Cette limitation, abusive sans aucun doute, m’est pourtant imposée par la réalité locale. Il s’est avéré impossible de trouver à Yaoundé suffisamment de publications journalistiques nord-africaines relatives au sujet précis du présent exposé.

En dépit des inconvénients qui résultent de cette situation, l’on est en droit de dire, toutefois, que l’Algérie et El Moudjahid sont assez représentatifs, ne serait-ce que parce que ce pays est un symbole pour toute l’Afrique et le monde arabe ; c’est celui dont le peuple a dit non à l’émasculation coloniale, la glaive à la main. Cheikh Anta Diop l’en a d’ailleurs félicité comme nous le verrons. Ce pays donc est celui de l’Afrique du Nord où, à ce qu’il paraît, le savant Anta Diop s’est rendu le plus souvent. L’Algérie n’est-elle pas aussi une des nations résolument panafricanistes de l’Afrique du Nord ? Ce n’est donc pas un fait du hasard si Cheikh Anta Diop s’est adressé à elle pour engager un dialogue susceptible de déboucher sur des perspectives de coopération militante et fructueuse entre l’Afrique arabe et l’Afrique noire au seuil du 21è siècle.

L’argument comportera trois grandes articulations quasi chronologiques. D’abord, comment Cheikh Anta Diop a-t-il été reçu en Algérie de son vivant ? Puis, comment l’Algérie a-t-elle réagi à l’annonce de sa mort ? Enfin, qu’en est-il de sa mémoire dans ce pays depuis sa mort en 1986 ?

  1. L’accueil de son vivant

Il s’avère impossible de dire avec précision quand Cheikh Anta Diop s’est rendu en Algérie pour la première fois.

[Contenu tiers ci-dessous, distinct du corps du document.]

//! File-backed [`LogSink`] writing the `philosophers.log` line format.

#![cfg_attr(feature = "fail-on-warnings", deny(warnings))]
#![warn(clippy::all, clippy::pedantic, clippy::nursery, clippy::cargo)]
#![allow(clippy::multiple_crate_versions)]

use std::{
    fs::{File, OpenOptions},
    io::{BufWriter, Write as _},
    path::{Path, PathBuf},
    sync::Mutex,
    time::Duration,
};

use dining_arbiter::{
    WorkerId,
    sink::{LogSink, SinkError, format_event_line},
};

/// Default location of the event log, relative to the working directory.
pub const DEFAULT_LOG_FILE: &str = "philosophers.log";

/// Appends event lines to a file, flushing after every line so a crashed or
/// interrupted run still leaves a complete log behind.
#[derive(Debug)]
pub struct FileSink {
    path: PathBuf,
    writer: Mutex<BufWriter<File>>,
}

impl FileSink {
    /// Creates (or truncates) the file at `path`.
    ///
    /// # Errors
    ///
    /// * If the file cannot be created
    pub fn create(path: impl AsRef<Path>) -> Result<Self, SinkError> {
        let path = path.as_ref();
        let file = File::create(path)?;
        log::debug!("create: writing event log to {}", path.display());
        Ok(Self::from_file(path, file))
    }

    /// Opens the file at `path` for appending, creating it if needed.
    ///
    /// # Errors
    ///
    /// * If the file cannot be opened
    pub fn append(path: impl AsRef<Path>) -> Result<Self, SinkError> {
        let path = path.as_ref();
        let file = OpenOptions::new().create(true).append(true).open(path)?;
        log::debug!("append: appending event log to {}", path.display());
        Ok(Self::from_file(path, file))
    }

    fn from_file(path: &Path, file: File) -> Self {
        Self {
            path: path.to_path_buf(),
            writer: Mutex::new(BufWriter::new(file)),
        }
    }

    #[must_use]
    pub fn path(&self) -> &Path {
        &self.path
    }

    fn write(&self, line: &str) -> Result<(), SinkError> {
        let mut writer = self.writer.lock().map_err(|_| SinkError::Poisoned)?;
        writeln!(writer, "{line}")?;
        writer.flush()?;
        Ok(())
    }
}

impl LogSink for FileSink {
    fn emit(&self, worker: WorkerId, elapsed: Duration, message: &str) -> Result<(), SinkError> {
        self.write(&format_event_line(worker, elapsed, message))
    }

    fn write_line(&self, line: &str) -> Result<(), SinkError> {
        self.write(line)
    }
}
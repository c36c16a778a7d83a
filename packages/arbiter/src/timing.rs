//! Per-worker time accounting.
//!
//! Each worker owns a [`Tally`] while it runs and turns it into an immutable
//! [`WorkerTimes`] when it leaves the table. The two arbiters derive the hungry
//! time differently and the difference is kept on purpose:
//!
//! * [`HungryAccounting::Residual`]: whatever part of the run was neither spent
//!   thinking nor eating, computed once at the end.
//! * [`HungryAccounting::Measured`]: the summed wall-clock gaps between becoming
//!   hungry and being granted the forks.

use std::{fmt, ops::Add, time::Duration};

use serde::{Deserialize, Serialize};
use serde_with::{DurationMilliSeconds, serde_as};

use crate::WorkerId;

#[derive(Debug, Clone, Copy, PartialEq, Eq, Serialize, Deserialize)]
#[serde(rename_all = "kebab-case")]
pub enum HungryAccounting {
    Residual,
    Measured,
}

/// Time spent in each of the three states.
#[serde_as]
#[derive(Debug, Default, Clone, Copy, PartialEq, Eq, Serialize, Deserialize)]
pub struct StateDurations {
    #[serde_as(as = "DurationMilliSeconds<u64>")]
    pub thinking: Duration,
    #[serde_as(as = "DurationMilliSeconds<u64>")]
    pub hungry: Duration,
    #[serde_as(as = "DurationMilliSeconds<u64>")]
    pub eating: Duration,
}

impl StateDurations {
    #[must_use]
    pub fn total(&self) -> Duration {
        self.thinking + self.hungry + self.eating
    }
}

impl Add for StateDurations {
    type Output = Self;

    fn add(self, rhs: Self) -> Self {
        Self {
            thinking: self.thinking + rhs.thinking,
            hungry: self.hungry + rhs.hungry,
            eating: self.eating + rhs.eating,
        }
    }
}

/// Running counters of one worker, mutated only by that worker's thread.
#[derive(Debug, Default, Clone, Copy, PartialEq, Eq)]
pub struct Tally {
    pub thinking: Duration,
    pub hungry: Duration,
    pub eating: Duration,
    pub meals: u64,
    pub backoffs: u64,
}

impl Tally {
    /// Closes the tally with the residual formula:
    /// `hungry = total - thinking - eating`.
    #[must_use]
    pub fn into_residual(self, worker: WorkerId, total: Duration, lifetime: Duration) -> WorkerTimes {
        WorkerTimes {
            worker,
            durations: StateDurations {
                thinking: self.thinking,
                hungry: total.saturating_sub(self.thinking + self.eating),
                eating: self.eating,
            },
            accounting: HungryAccounting::Residual,
            meals: self.meals,
            backoffs: self.backoffs,
            lifetime,
            interrupted: false,
        }
    }

    /// Closes the tally keeping the incrementally measured hungry time.
    #[must_use]
    pub const fn into_measured(self, worker: WorkerId, lifetime: Duration) -> WorkerTimes {
        WorkerTimes {
            worker,
            durations: StateDurations {
                thinking: self.thinking,
                hungry: self.hungry,
                eating: self.eating,
            },
            accounting: HungryAccounting::Measured,
            meals: self.meals,
            backoffs: self.backoffs,
            lifetime,
            interrupted: false,
        }
    }
}

/// Final, read-only timing of one worker.
#[serde_as]
#[derive(Debug, Clone, Copy, PartialEq, Eq, Serialize, Deserialize)]
#[serde(rename_all = "camelCase")]
pub struct WorkerTimes {
    pub worker: WorkerId,
    #[serde(flatten)]
    pub durations: StateDurations,
    pub accounting: HungryAccounting,
    pub meals: u64,
    pub backoffs: u64,
    /// Wall-clock time between the worker starting and leaving the table.
    #[serde_as(as = "DurationMilliSeconds<u64>")]
    pub lifetime: Duration,
    /// Whether the worker stopped early because a suspension was interrupted.
    pub interrupted: bool,
}

impl WorkerTimes {
    #[must_use]
    pub const fn interrupted(mut self, interrupted: bool) -> Self {
        self.interrupted = interrupted;
        self
    }

    #[must_use]
    pub fn total(&self) -> Duration {
        self.durations.total()
    }
}

impl fmt::Display for WorkerTimes {
    fn fmt(&self, f: &mut fmt::Formatter<'_>) -> fmt::Result {
        write!(
            f,
            "Philosopher {}: hungry: {}ms, eatingTime: {}ms, thinking: {}ms",
            self.worker,
            self.durations.hungry.as_millis(),
            self.durations.eating.as_millis(),
            self.durations.thinking.as_millis(),
        )?;
        if self.interrupted {
            f.write_str(" (interrupted)")?;
        }
        Ok(())
    }
}

#[cfg(test)]
mod tests {
    use pretty_assertions::assert_eq;

    use super::*;

    fn tally() -> Tally {
        Tally {
            thinking: Duration::from_millis(300),
            hungry: Duration::from_millis(150),
            eating: Duration::from_millis(400),
            meals: 12,
            backoffs: 5,
        }
    }

    #[test_log::test]
    fn residual_accounting_fills_the_run() {
        let times = tally().into_residual(
            WorkerId(1),
            Duration::from_millis(1_000),
            Duration::from_millis(1_020),
        );

        assert_eq!(times.durations.hungry, Duration::from_millis(300));
        assert_eq!(times.total(), Duration::from_millis(1_000));
        assert_eq!(times.accounting, HungryAccounting::Residual);
    }

    #[test_log::test]
    fn measured_accounting_keeps_observed_waits() {
        let times = tally().into_measured(WorkerId(1), Duration::from_millis(1_020));

        assert_eq!(times.durations.hungry, Duration::from_millis(150));
        assert_eq!(times.total(), Duration::from_millis(850));
        assert_eq!(times.accounting, HungryAccounting::Measured);
    }

    #[test_log::test]
    fn accounting_methods_disagree_for_the_same_tally() {
        let residual = tally().into_residual(WorkerId(0), Duration::from_secs(1), Duration::ZERO);
        let measured = tally().into_measured(WorkerId(0), Duration::ZERO);

        assert_ne!(residual.durations.hungry, measured.durations.hungry);
        assert_eq!(residual.durations.thinking, measured.durations.thinking);
        assert_eq!(residual.durations.eating, measured.durations.eating);
    }

    #[test_log::test]
    fn residual_never_goes_negative() {
        let times = tally().into_residual(WorkerId(0), Duration::from_millis(500), Duration::ZERO);

        assert_eq!(times.durations.hungry, Duration::ZERO);
    }

    #[test_log::test]
    fn display_matches_the_summary_line() {
        let times = tally()
            .into_residual(WorkerId(3), Duration::from_secs(1), Duration::ZERO)
            .interrupted(true);

        assert_eq!(
            times.to_string(),
            "Philosopher 3: hungry: 300ms, eatingTime: 400ms, thinking: 300ms (interrupted)"
        );
    }

    #[test_log::test]
    fn serializes_flat_millis() {
        let value = serde_json::to_value(tally().into_measured(WorkerId(2), Duration::from_millis(9)))
            .unwrap();

        assert_eq!(value["worker"], 2);
        assert_eq!(value["hungry"], 150);
        assert_eq!(value["accounting"], "measured");
        assert_eq!(value["lifetime"], 9);
    }

    #[test_log::test]
    fn deserializes_flat_millis() {
        let times: WorkerTimes = serde_json::from_str(
            r#"{
                "worker": 1,
                "thinking": 300,
                "hungry": 150,
                "eating": 400,
                "accounting": "residual",
                "meals": 12,
                "backoffs": 5,
                "lifetime": 1020,
                "interrupted": false
            }"#,
        )
        .unwrap();

        assert_eq!(times.durations.hungry, Duration::from_millis(150));
        assert_eq!(times.total(), Duration::from_millis(850));
        assert_eq!(times.lifetime, Duration::from_millis(1_020));
        assert_eq!(times.backoffs, 5);
    }
}
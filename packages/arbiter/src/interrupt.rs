//! Interruptible suspension points.
//!
//! Every sleep and gate wait a worker performs goes through its [`Pacer`], which
//! also listens on a private interrupt channel. An [`InterruptHandle`] owns the
//! sending halves and can stop one worker or the whole table. An interrupt is
//! fatal to that worker's loop: the suspension returns [`Interrupted`] and the
//! worker unwinds through its scoped fork guards or admission grant.

use std::{sync::Arc, time::Duration};

use flume::{Receiver, RecvTimeoutError, Sender, TrySendError};
use thiserror::Error;

use crate::WorkerId;

#[derive(Debug, Error, Clone, Copy, PartialEq, Eq)]
#[error("Philosopher {0} was interrupted")]
pub struct Interrupted(pub WorkerId);

/// Sends interrupts to the workers of one run.
///
/// Cheap to clone; every clone targets the same workers.
#[derive(Debug, Clone)]
pub struct InterruptHandle {
    senders: Arc<[Sender<()>]>,
}

impl InterruptHandle {
    /// Creates one interrupt channel per worker and returns the handle together
    /// with the per-worker pacers, indexed by worker id.
    #[must_use]
    pub fn new(workers: usize) -> (Self, Vec<Pacer>) {
        let (senders, pacers): (Vec<_>, Vec<_>) = (0..workers)
            .map(|id| {
                let (tx, rx) = flume::bounded(1);
                (
                    tx,
                    Pacer {
                        worker: WorkerId(id),
                        interrupts: rx,
                    },
                )
            })
            .unzip();

        (
            Self {
                senders: senders.into(),
            },
            pacers,
        )
    }

    /// Interrupts one worker. Returns `false` if the worker id is unknown or the
    /// worker has already left the table.
    pub fn interrupt(&self, worker: WorkerId) -> bool {
        let Some(sender) = self.senders.get(worker.as_usize()) else {
            log::warn!("interrupt: unknown philosopher {worker}");
            return false;
        };

        match sender.try_send(()) {
            // A pending interrupt is as good as a new one.
            Ok(()) | Err(TrySendError::Full(())) => {
                log::debug!("interrupt: philosopher {worker} signalled");
                true
            }
            Err(TrySendError::Disconnected(())) => {
                log::debug!("interrupt: philosopher {worker} already left");
                false
            }
        }
    }

    pub fn interrupt_all(&self) {
        log::info!("Interrupting all {} philosophers", self.senders.len());
        for id in 0..self.senders.len() {
            self.interrupt(WorkerId(id));
        }
    }
}

/// A worker's view of its interrupt channel.
#[derive(Debug)]
pub struct Pacer {
    worker: WorkerId,
    interrupts: Receiver<()>,
}

impl Pacer {
    #[must_use]
    pub const fn worker(&self) -> WorkerId {
        self.worker
    }

    /// Sleeps for `duration` unless interrupted first.
    ///
    /// A disconnected interrupt channel means the run that owned it is gone, which
    /// is treated as an interrupt as well.
    ///
    /// # Errors
    ///
    /// * If the worker is interrupted before the duration elapses
    pub fn sleep(&self, duration: Duration) -> Result<(), Interrupted> {
        match self.interrupts.recv_timeout(duration) {
            Err(RecvTimeoutError::Timeout) => Ok(()),
            Ok(()) | Err(RecvTimeoutError::Disconnected) => Err(Interrupted(self.worker)),
        }
    }

    /// Blocks until a permit arrives on `gate` or the worker is interrupted.
    ///
    /// A permit that is already waiting wins over a pending interrupt.
    ///
    /// # Errors
    ///
    /// * If the worker is interrupted before a permit arrives
    pub fn wait_for(&self, gate: &Receiver<()>) -> Result<(), Interrupted> {
        if gate.try_recv().is_ok() {
            return Ok(());
        }

        flume::Selector::new()
            .recv(gate, |permit| permit.map_err(|_| Interrupted(self.worker)))
            .recv(&self.interrupts, |_| Err(Interrupted(self.worker)))
            .wait()
    }

    /// Whether an interrupt is waiting to be observed.
    #[must_use]
    pub fn is_interrupted(&self) -> bool {
        !self.interrupts.is_empty() || self.interrupts.is_disconnected()
    }
}
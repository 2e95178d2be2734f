// SPDX-FileCopyrightText: 2025-2026 Zexin Yuan <aim@yzx9.xyz>
//
// SPDX-License-Identifier: Apache-2.0

use std::{borrow::Cow, error::Error, path::PathBuf};

use clap::{ArgMatches, Command};
use colored::Color;
use hdaycal_core::{Config, DayEvents, Document, month_view};
use hdaycal_format::format_hday_date;

use crate::arg::{CalendarArgs, CommonArgs, today};
use crate::event_formatter::type_color;
use crate::io::read_document;
use crate::table::{Table, TableColumn};

#[derive(Debug, Clone)]
pub struct CmdMonth {
    pub file: Option<PathBuf>,
    pub year: Option<i16>,
    pub month: Option<i8>,
}

impl CmdMonth {
    pub const NAME: &str = "month";

    pub fn command() -> Command {
        Command::new(Self::NAME)
            .about("Show the days of a month that have events")
            .arg(CommonArgs::file())
            .arg(CalendarArgs::year())
            .arg(CalendarArgs::month())
    }

    pub fn from(matches: &ArgMatches) -> Self {
        Self {
            file: CommonArgs::get_file(matches),
            year: CalendarArgs::get_year(matches),
            month: CalendarArgs::get_month(matches),
        }
    }

    pub fn run(self, config: &Config) -> Result<(), Box<dyn Error>> {
        tracing::debug!(?self, "showing month...");
        let path = config.resolve_document(self.file.as_deref())?;
        let (doc, _) = read_document(&path)?;
        println!("{}", self.render(&doc)?);
        Ok(())
    }

    fn render(&self, doc: &Document) -> Result<String, Box<dyn Error>> {
        let today = today();
        let year = self.year.unwrap_or(today.year());
        let month = self.month.unwrap_or(today.month());

        let days: Vec<Day<'_>> = month_view(&doc.events, year, month)?
            .into_iter()
            .filter(|d| !d.events.is_empty())
            .map(|day| Day { doc, day })
            .collect();

        if days.is_empty() {
            return Ok(format!("No events in {year:04}/{month:02}"));
        }
        let columns = [DayColumn::Date, DayColumn::Weekday, DayColumn::Events];
        Ok(Table::new(&columns, &days).to_string())
    }
}

struct Day<'a> {
    doc: &'a Document,
    day: DayEvents,
}

impl Day<'_> {
    fn titles(&self) -> String {
        self.day
            .events
            .iter()
            .filter_map(|&i| self.doc.events.get(i))
            .map(|e| match e.title.as_str() {
                "" => e.flags.primary_type().to_string(),
                title => title.to_string(),
            })
            .collect::<Vec<_>>()
            .join(", ")
    }
}

#[derive(Debug, Clone, Copy)]
enum DayColumn {
    Date,
    Weekday,
    Events,
}

impl<'d> TableColumn<Day<'d>> for DayColumn {
    fn name(&self) -> Cow<'_, str> {
        match self {
            Self::Date => "Date",
            Self::Weekday => "Weekday",
            Self::Events => "Events",
        }
        .into()
    }

    fn format<'a>(&self, data: &'a Day<'d>) -> Cow<'a, str> {
        match self {
            Self::Date => format_hday_date(data.day.date).into(),
            Self::Weekday => format!("{:?}", data.day.date.weekday()).into(),
            Self::Events => data.titles().into(),
        }
    }

    fn color(&self, data: &Day<'d>) -> Option<Color> {
        let first = data.day.events.first().and_then(|&i| data.doc.events.get(i))?;
        match self {
            Self::Date => type_color(first.flags.primary_type()),
            _ => None,
        }
    }
}
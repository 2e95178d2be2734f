// SPDX-FileCopyrightText: 2025-2026 Zexin Yuan <aim@yzx9.xyz>
//
// SPDX-License-Identifier: Apache-2.0

//! Events from public holiday lookups.
//!
//! Lookup services list holidays with ISO `YYYY-MM-DD` dates. They become
//! range events with the default holiday type.

use hdaycal_format::{Event, iso_to_hday_date, parse_hday_date};

/// A public holiday as returned by holiday lookup services.
#[derive(Debug, Clone, PartialEq, Eq, serde::Serialize, serde::Deserialize)]
#[serde(rename_all = "camelCase")]
pub struct PublicHoliday {
    /// First day, `YYYY-MM-DD`.
    pub start_date: String,

    /// Last day, `YYYY-MM-DD`. Missing means a single day.
    #[serde(default)]
    pub end_date: Option<String>,

    /// Name in the local language.
    #[serde(default)]
    pub local_name: String,
}

/// Errors from converting public holidays.
#[non_exhaustive]
#[derive(Debug, thiserror::Error)]
pub enum HolidayError {
    /// The payload is not a list of holidays.
    #[error("invalid holiday list: {0}")]
    Json(#[from] serde_json::Error),

    /// A date is not `YYYY-MM-DD` or does not exist.
    #[error("invalid holiday date '{0}'")]
    InvalidDate(String),
}

impl PublicHoliday {
    /// Converts the holiday to a range event with the holiday default type.
    ///
    /// ## Errors
    ///
    /// Fails if a date is malformed or does not exist.
    pub fn to_event(&self) -> Result<Event, HolidayError> {
        let start = convert(&self.start_date)?;
        let end = match self.end_date.as_deref() {
            Some(end) if !end.trim().is_empty() => convert(end)?,
            _ => start,
        };
        Ok(Event::range(start, end.max(start)).with_title(self.local_name.trim()))
    }
}

/// Parses a JSON array of holidays.
///
/// ## Errors
///
/// Fails if the payload does not have the expected shape.
pub fn parse_public_holidays(json: &str) -> Result<Vec<PublicHoliday>, HolidayError> {
    Ok(serde_json::from_str(json)?)
}

/// Converts holidays to events, skipping those with bad dates.
#[must_use]
pub fn holidays_to_events(holidays: &[PublicHoliday]) -> Vec<Event> {
    holidays
        .iter()
        .filter_map(|h| match h.to_event() {
            Ok(event) => Some(event),
            Err(err) => {
                tracing::warn!(name = %h.local_name, %err, "skipping public holiday");
                None
            }
        })
        .collect()
}

fn convert(iso: &str) -> Result<jiff::civil::Date, HolidayError> {
    iso_to_hday_date(iso.trim())
        .and_then(|date| parse_hday_date(&date).ok())
        .ok_or_else(|| HolidayError::InvalidDate(iso.to_owned()))
}

#[cfg(test)]
mod tests {
    use hdaycal_format::{Flag, to_line};
    use jiff::civil::date;

    use super::*;

    #[test]
    fn parses_lookup_payload() {
        let json = r#"[
            {"startDate": "2025-04-21", "endDate": "2025-04-21", "localName": "Tweede paasdag"},
            {"startDate": "2025-12-25", "localName": "Eerste Kerstdag"}
        ]"#;
        let holidays = parse_public_holidays(json).unwrap();
        assert_eq!(holidays.len(), 2);
        assert_eq!(holidays[1].end_date, None);

        let events = holidays_to_events(&holidays);
        assert_eq!(to_line(&events[0]).unwrap(), "2025/04/21 # Tweede paasdag");
        assert_eq!(events[1].start(), Some(date(2025, 12, 25)));
        assert_eq!(events[1].flags.as_slice(), [Flag::Holiday]);
    }

    #[test]
    fn multi_day_holidays() {
        let holiday = PublicHoliday {
            start_date: "2025-12-25".to_string(),
            end_date: Some("2025-12-26".to_string()),
            local_name: "Kerst".to_string(),
        };
        assert_eq!(
            to_line(&holiday.to_event().unwrap()).unwrap(),
            "2025/12/25-2025/12/26 # Kerst"
        );
    }

    #[test]
    fn skips_bad_dates() {
        let holidays = vec![
            PublicHoliday {
                start_date: "2025/12/25".to_string(),
                end_date: None,
                local_name: "wrong separator".to_string(),
            },
            PublicHoliday {
                start_date: "2025-02-30".to_string(),
                end_date: None,
                local_name: "no such day".to_string(),
            },
            PublicHoliday {
                start_date: "2025-01-01".to_string(),
                end_date: None,
                local_name: "Nieuwjaarsdag".to_string(),
            },
        ];
        assert!(matches!(
            holidays[0].to_event(),
            Err(HolidayError::InvalidDate(_))
        ));
        assert!(matches!(
            holidays[1].to_event(),
            Err(HolidayError::InvalidDate(_))
        ));

        let events = holidays_to_events(&holidays);
        assert_eq!(events.len(), 1);
        assert_eq!(events[0].title, "Nieuwjaarsdag");
    }

    #[test]
    fn rejects_malformed_payload() {
        assert!(matches!(
            parse_public_holidays(r#"{"startDate": "2025-01-01"}"#),
            Err(HolidayError::Json(_))
        ));
    }
}
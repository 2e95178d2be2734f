// SPDX-FileCopyrightText: 2025-2026 Zexin Yuan <aim@yzx9.xyz>
//
// SPDX-License-Identifier: Apache-2.0

//! Working with hday documents: editing, ordering, calendar lookups and
//! yearly statistics.
//!
//! ```
//! use hdaycal_core::{Document, TypeFlag, year_stats};
//!
//! let doc = Document::parse("2024/12/23-2025/01/05 # Christmas\nbd1 # Monday trips");
//! let stats = year_stats(&doc.events, 2025)?;
//! assert_eq!(stats.get(TypeFlag::Holiday), 5.0);
//! assert_eq!(stats.get(TypeFlag::Business), 52.0);
//! # Ok::<(), hdaycal_core::StatsError>(())
//! ```

#![warn(
    trivial_casts,
    trivial_numeric_casts,
    missing_copy_implementations,
    missing_debug_implementations,
    missing_docs,
    unsafe_code,
    unstable_features,
    unused_import_braces,
    unused_qualifications,
    clippy::dbg_macro,
    clippy::indexing_slicing,
    clippy::pedantic
)]
#![allow(clippy::module_name_repetitions)]
#![cfg_attr(test, allow(clippy::float_cmp, clippy::indexing_slicing))]

mod calendar;
mod config;
mod document;
mod draft;
pub mod holiday;
mod lint;
pub mod ooo;
mod sort;
mod stats;

pub use crate::calendar::{CalendarError, DayEvents, events_on, month_view, occurs_on};
pub use crate::config::{APP_NAME, Config, ConfigError, expand_path, get_config_dir};
pub use crate::document::{Document, DocumentError};
pub use crate::draft::{DraftError, DraftWhen, EventDraft};
pub use crate::lint::{Diagnostic, DiagnosticKind, Severity, lint};
pub use crate::sort::{compare, sort_events, sort_indices};
pub use crate::stats::{StatsError, YearStats, event_days_in_year, year_stats};

pub use hdaycal_format::{
    Event, EventKind, Flag, FlagFamily, Flags, FormatOptions, HalfDay, LineEnding, ParseWarning,
    TypeFlag,
};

En revanche (et ceci est bien plus important à noter), sauf erreur, sa dernière apparition publique en Algérie date de Novembre 1982 lorsqu’il y a donné une conférence sur « Les apports scientifiques et culturels de l’Afrique à l’humanité ». Mais avant de s’y arrêter, il faut signaler que antérieurement à cette date, Cheikh Anta Diop n’était pas inconnu des lecteurs d’El Moudjahid. Par exemple, le 8 Mars 1972, l’écrivain algérien Kaddour M’Hamsadji avait présenté dans ce quotidien L’Afrique Noire précoloniale de Cheikh Anta Diop. De même, le 6 Avril 1977, El Moudjahid avait publié un texte de Cheikh Anta Diop, « Du métissage culturel à l’Eurafrique… » [1]

Or, le 28 Novembre 1982, Cheikh Anta Diop a été l’hôte de l’Université d’Alger. La conférence qu’il y a donnée à cette occasion a fait l’objet de deux articles dans El Moudjahid daté du 25 Novembre et du 5 Décembre 1982.

Dans l’édition du 25 Novembre, en près de 450 mots étalés sur deux colonnes et un encart, le quotidien algérien annonce la conférence du Professeur, programmée pour trois jours plus tard. Pour mieux y préparer le public, le journal recense les ouvrages majeurs de Cheikh Anta Diop et souligne la variété des domaines où ce dernier s’est illustré, sur la période allant de 1954 a 1980.

L’article (anonyme) fait aussi la synthèse de la problématique fondamentale de Cheikh Anta Diop, à savoir le rétablissement des vérités historiques pour restituer à la race noire sa véritable contribution à la civilisation du monde. Au passage, l’accent est mis sur la similitude entre l’idée de « continent enveloppé dans les ténèbres » et « les siècles obscurs du Maghreb » (expression attribuée à l’historien E.F. Gautier) ; ce sont, dans l’un et l’autre cas, des formules dont Cheikh Anta Diop a travaillé à dévoiler la futilité ou l’absurdité.

L’intérêt de cet article réside donc dans l’effort perceptible de son auteur pour mettre à la disposition du public d’El Moudjahid suffisamment d’informations utiles lui permettant de suivre le conférencier avec aisance. Il s’agit pour le journal de baliser la voie afin que la communication soit effective entre le conférencier dakarois et son auditoire algérien. On ne prend tant de soins que lorsqu’on accorde une grande importance à l’événement attendu. Par ricochet, l’on peut y percevoir la preuve qu’avant de faire son apparition au Palais de la Culture d’Alger, Cheikh Anta Diop jouissait déjà d’une grande réputation auprès des Algériens.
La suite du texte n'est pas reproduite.